I have not been down this exact path, but have something in my random mind what I'd consider similar. I am having such a hard time with letting my almost five year old (whaa!) go to kindergarten full-day versus half-day next year. My husband thinks full-day for sure and I am not thinking that so much. However, what about these extracurricular hours. I was looking at the Foothills soccer and thought, what a blast?!? On the other hand, can my child really handle something after a full-day at school? That is my big dilemma. Also, the pratice and game commitments? Ai Yai Yai!
If your four year old daughter is not yet in school, I think it might be fun to go for it now. Once the school starts, she'd be seasoned for the sport and commitment. Also, is this something that you do not lose a ton of money on if it just plum doesn't work?!?

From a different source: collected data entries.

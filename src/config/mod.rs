pub mod loader;
pub mod schema;

pub use loader::{discover, load_from_path, load_from_str, locate, ConfigError};
pub use schema::{
    CodecConfig, NetlistConfig, TrailerConfig, ValidationError, ValidationIssue,
};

Hi Amber -- Its a big jump from preschool to KG. I remember having a lot of those concerns last year too when we were going thru that. I'm not sure about Foothills -- you should check if they do refunds for if it doesn't work out. It did seem like quite a few kids dropped once the season started last year. We did the full day, and it was OK for us. A lot of friends said their kids were very emotional and hard to deal with for a long time. It's a big transition year. One mom friend of older kids suggested to me that it's better for them to do that transition to full day while in KG, since they aren't learned as much than if they wait and do it in First Grade. So that was one supporting argument that led up to full-day. On the flipside, we know other friends who opted for half day. Turns out, they a get a ton of teacher attention since full-day is more popular where we go to school, and they get to save $295/month compared to us -- so that's a nice soccer, art class, music, etc. class allowance, and maybe not such a big deal if you end up dropping a sport that's not working out.

The other thing is you can probably change if the full day seems like to much (but not the other way around). Lots of people will caution it will be traumatic for the kid, and it might be. Depends on temperament. Most kids are fairly resilient!!